*** Begin section ***

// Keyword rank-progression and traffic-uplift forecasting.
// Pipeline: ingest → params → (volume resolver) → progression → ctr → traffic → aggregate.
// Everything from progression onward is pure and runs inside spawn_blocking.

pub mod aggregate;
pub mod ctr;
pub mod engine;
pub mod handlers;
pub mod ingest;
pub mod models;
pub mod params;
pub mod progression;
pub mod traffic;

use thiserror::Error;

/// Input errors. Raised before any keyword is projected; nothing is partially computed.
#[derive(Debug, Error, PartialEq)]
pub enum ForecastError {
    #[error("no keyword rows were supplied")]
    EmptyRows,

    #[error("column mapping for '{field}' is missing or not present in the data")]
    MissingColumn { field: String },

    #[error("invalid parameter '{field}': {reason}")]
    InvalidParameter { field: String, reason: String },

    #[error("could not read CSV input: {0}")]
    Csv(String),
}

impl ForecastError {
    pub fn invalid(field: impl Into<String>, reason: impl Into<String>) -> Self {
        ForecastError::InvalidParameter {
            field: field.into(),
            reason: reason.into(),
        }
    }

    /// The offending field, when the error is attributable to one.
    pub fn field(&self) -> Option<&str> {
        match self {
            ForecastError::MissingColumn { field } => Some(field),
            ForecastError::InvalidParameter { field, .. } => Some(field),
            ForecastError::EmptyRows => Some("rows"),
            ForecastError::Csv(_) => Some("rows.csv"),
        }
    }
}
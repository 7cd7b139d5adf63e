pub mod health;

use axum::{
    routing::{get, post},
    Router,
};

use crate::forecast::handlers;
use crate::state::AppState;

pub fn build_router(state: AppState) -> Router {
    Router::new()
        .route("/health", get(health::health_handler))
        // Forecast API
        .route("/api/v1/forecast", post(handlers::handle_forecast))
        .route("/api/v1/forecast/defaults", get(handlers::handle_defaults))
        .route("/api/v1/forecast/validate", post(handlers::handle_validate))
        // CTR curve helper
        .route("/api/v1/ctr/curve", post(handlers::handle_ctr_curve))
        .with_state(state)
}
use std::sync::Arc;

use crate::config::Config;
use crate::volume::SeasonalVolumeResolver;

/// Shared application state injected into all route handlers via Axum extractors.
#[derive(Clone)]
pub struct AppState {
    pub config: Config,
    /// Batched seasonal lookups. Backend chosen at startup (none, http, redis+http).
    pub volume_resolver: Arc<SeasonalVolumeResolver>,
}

*** End section ***

■ About this exercise ■
Transcribe all the entries, keeping each one exactly as it is.

■ The completed task ■
// Keyword rank-progression and traffic-uplift forecasting.
// Pipeline: ingest → params → (volume resolver) → progression → ctr → traffic → aggregate.
// Everything from progression onward is pure and runs inside spawn_blocking.

pub mod aggregate;
pub mod ctr;
pub mod engine;
pub mod handlers;
pub mod ingest;
pub mod models;
pub mod params;
pub mod progression;
pub mod traffic;

use thiserror::Error;

/// Input errors. Raised before any keyword is projected; nothing is partially computed.
#[derive(Debug, Error, PartialEq)]
pub enum ForecastError {
    #[error("no keyword rows were supplied")]
    EmptyRows,

    #[error("column mapping for '{field}' is missing or not present in the data")]
    MissingColumn { field: String },

    #[error("invalid parameter '{field}': {reason}")]
    InvalidParameter { field: String, reason: String },

    #[error("could not read CSV input: {0}")]
    Csv(String),
}

impl ForecastError {
    pub fn invalid(field: impl Into<String>, reason: impl Into<String>) -> Self {
        ForecastError::InvalidParameter {
            field: field.into(),
            reason: reason.into(),
        }
    }

    /// The offending field, when the error is attributable to one.
    pub fn field(&self) -> Option<&str> {
        match self {
            ForecastError::MissingColumn { field } => Some(field),
            ForecastError::InvalidParameter { field, .. } => Some(field),
            ForecastError::EmptyRows => Some("rows"),
            ForecastError::Csv(_) => Some("rows.csv"),
        }
    }
}
repository 7cd7b139d5adf63e
pub mod health;

use axum::{
    routing::{get, post},
    Router,
};

use crate::forecast::handlers;
use crate::state::AppState;

pub fn build_router(state: AppState) -> Router {
    Router::new()
        .route("/health", get(health::health_handler))
        // Forecast API
        .route("/api/v1/forecast", post(handlers::handle_forecast))
        .route("/api/v1/forecast/defaults", get(handlers::handle_defaults))
        .route("/api/v1/forecast/validate", post(handlers::handle_validate))
        // CTR curve helper
        .route("/api/v1/ctr/curve", post(handlers::handle_ctr_curve))
        .with_state(state)
}
use std::sync::Arc;

use crate::config::Config;
use crate::volume::SeasonalVolumeResolver;

/// Shared application state injected into all route handlers via Axum extractors.
#[derive(Clone)]
pub struct AppState {
    pub config: Config,
    /// Batched seasonal lookups. Backend chosen at startup (none, http, redis+http).
    pub volume_resolver: Arc<SeasonalVolumeResolver>,
}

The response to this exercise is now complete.